Black Paths: David B. (Trad. Nora Mahony)

Black Paths

I would say that I’ll stop talking about TCAF soon, but we all know that’s a lie. David B.’s Black Paths may be the last of the few books I managed to pick up at the festival this year, but the fact is, the party’s happening again next year and I will be at it. And I will no doubt be prepping for it several months in advance, as is my wont. So basically, TCAF is a recurring theme in my brain. It’s not going anywhere.

And thank goodness for that! Have you been? It is fun central. Seriously. The most amazing comic artists come from all over the world. Like David B. You know, the guy who co-founded one of the most influential French comics publishers and wrote the incredible Epileptic? Yeah, he came to TCAF. And he signed my book! In a Glyn Dillon and Frederik Peeters sandwich! And he made an approving noise at my French name. Perhaps he was simply glad to be given a name he knew how to spell. (I know this pain. Signing my own book, the question I ask the most is “How do you spell that?”.)

I was so excited to meet him and get him to sign his latest work in English, and then I totally forgot about it. Which is basically how I work. I am a chronic list maker because if I did not make lists of what needs to be done, I would never do anything. I have a terrible memory. In a way, it’s comforting. I don’t worry that I’m forgetting things because I’m getting older; I’ve never been able to remember anything. (Except things in textbooks for tests. I am a very good test taker.) So you can imagine my surprise and delight when, looking for something to read, I encountered this on the shelf of unread books.

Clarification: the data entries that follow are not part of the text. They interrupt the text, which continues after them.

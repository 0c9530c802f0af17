//! Shared test helpers for workspace crates.

use std::path::{Path, PathBuf};

/// Resolve the workspace root path.
pub fn workspace_root() -> PathBuf {
	let manifest_dir = Path::new(env!("CARGO_MANIFEST_DIR"));
	manifest_dir
		.join("..")
		.join("..")
		.canonicalize()
		.unwrap_or_else(|_| manifest_dir.join("..").join(".."))
}

/// Resolve a fixture path under `<workspace>/fixtures`.
pub fn fixture_path(name: &str) -> PathBuf {
	workspace_root().join("fixtures").join(name)
}

/// Resolve the workspace target directory.
pub fn target_dir() -> PathBuf {
	std::env::var_os("CARGO_TARGET_DIR")
		.map(PathBuf::from)
		.unwrap_or_else(|| workspace_root().join("target"))
}

/// Read a fixture file into a string, panicking with its path on failure.
pub fn fixture_text(name: &str) -> String {
	let path = fixture_path(name);
	std::fs::read_to_string(&path).unwrap_or_else(|err| panic!("read fixture {}: {err}", path.display()))
}

/// Parse a JSON fixture.
pub fn fixture_json(name: &str) -> serde_json::Value {
	serde_json::from_str(&fixture_text(name)).unwrap_or_else(|err| panic!("parse fixture {name}: {err}"))
}

/// Little-endian byte builder for hand-crafted streams.
#[derive(Debug, Default, Clone)]
pub struct LeBytes {
	bytes: Vec<u8>,
}

impl LeBytes {
	/// Empty builder.
	pub fn new() -> Self {
		Self::default()
	}

	/// Continue an existing stream, typically to patch it.
	pub fn from_vec(bytes: Vec<u8>) -> Self {
		Self { bytes }
	}

	/// Current length, usable as an offset for later patches.
	pub fn len(&self) -> usize {
		self.bytes.len()
	}

	/// Whether nothing was written yet.
	pub fn is_empty(&self) -> bool {
		self.bytes.is_empty()
	}

	/// Append one byte.
	pub fn u8(mut self, value: u8) -> Self {
		self.bytes.push(value);
		self
	}

	/// Append a `u16`.
	pub fn u16(mut self, value: u16) -> Self {
		self.bytes.extend_from_slice(&value.to_le_bytes());
		self
	}

	/// Append a `u32`.
	pub fn u32(mut self, value: u32) -> Self {
		self.bytes.extend_from_slice(&value.to_le_bytes());
		self
	}

	/// Append an `i32`.
	pub fn i32(mut self, value: i32) -> Self {
		self.bytes.extend_from_slice(&value.to_le_bytes());
		self
	}

	/// Append an `f32`.
	pub fn f32(mut self, value: f32) -> Self {
		self.bytes.extend_from_slice(&value.to_le_bytes());
		self
	}

	/// Append raw bytes.
	pub fn bytes(mut self, value: &[u8]) -> Self {
		self.bytes.extend_from_slice(value);
		self
	}

	/// Append a `u32` length followed by the bytes of `text`.
	pub fn sized_string(self, text: &str) -> Self {
		self.u32(text.len() as u32).bytes(text.as_bytes())
	}

	/// Overwrite four bytes at `at` with `value`.
	pub fn patch_u32(mut self, at: usize, value: u32) -> Self {
		self.bytes[at..at + 4].copy_from_slice(&value.to_le_bytes());
		self
	}

	/// Finished byte vector.
	pub fn finish(self) -> Vec<u8> {
		self.bytes
	}
}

I loved Epileptic, the very personal nature of the story, the thick black lines, stark on the white page. So I was a little hesitant approaching Black Paths, which is in full colour and tells a distinctly non-personal story. Set in the early 1920s, the book loosely revolves around a pair of lovers in a city of fighters. Some of it is true, like the city of fighters, a place called Fiume which is taken over by a poet at the end of the first world war. But most of it, like the lovers Mina and Lauriano, is not.

Lovers

The first half of the book is taken up with prologues laying down the groundwork and letting us know just what we’re in for. We see the cast of characters, get some history, and learn who we’re supposed to be rooting for. The second half, “Ghosts”, shows us where these threads all tie together. The book is at its best, oddly enough, when it’s focussing on the city and the brawling. Although Lauriano—roof walker, cat burglar, ex-soldier, ghost see-er—is a charismatic and compelling character, I was less interested in the story of his relationship with Mina that threads through the book, than that of the poet/commander Gabriele D’Annunzio and the free state of Fiume. The portrayal of the city under siege where anyone is accepted and where art rules is fascinating. Particularly interesting is how out of sync the high-minded ideals of D’Annunzio and his cabinet are with the citizens of the city, who start a new riot every other day. Lots of brawling in the street.

Battle

And this brawling is where the art really shines too. Stacks of faces and uniforms and fists flying from all angles, panels full of that strong line I love. Flashbacks to the war are also great, with the greys and browns of the battlefield becoming sharp reds as the fighters are turned into dogs. There is something about the energy in David B.’s lines that make these battles feel fierce and dynamic.

The translation by Nora Mahony is great and reads so smoothly, you’d never suspect the book wasn’t originally in English. I think I need this woman to give me some lessons. She’s already taught me I need to find ways to incorporate “gob” into my work more with declarations like “…Three punches in the gob, two kicks in the arse, and it’ll all be sorted!”

I wanted to love this book and I came away just liking it. The cast of characters is too large and many of them are not particularly memorable, so I spent a fair bit of the prologues flipping back pages and reminding myself who was on what side. (See above remarks about my terrible memory.) The story itself feels fractured, like David B. was torn between writing a story about the city and writing a story about the lovers. The long buildup in the prologues doesn’t really pay of in “Ghosts”. It all hangs together, but it feels like things are missing, like the book wanted to be more than it is. When Lauriano plans a celebration to bury their missing dead, it finally feels like the whole thing is coming together, but that’s basically just the last ten pages. It’s still a rich and beautiful book, it’s just not quite the book I wanted it to be.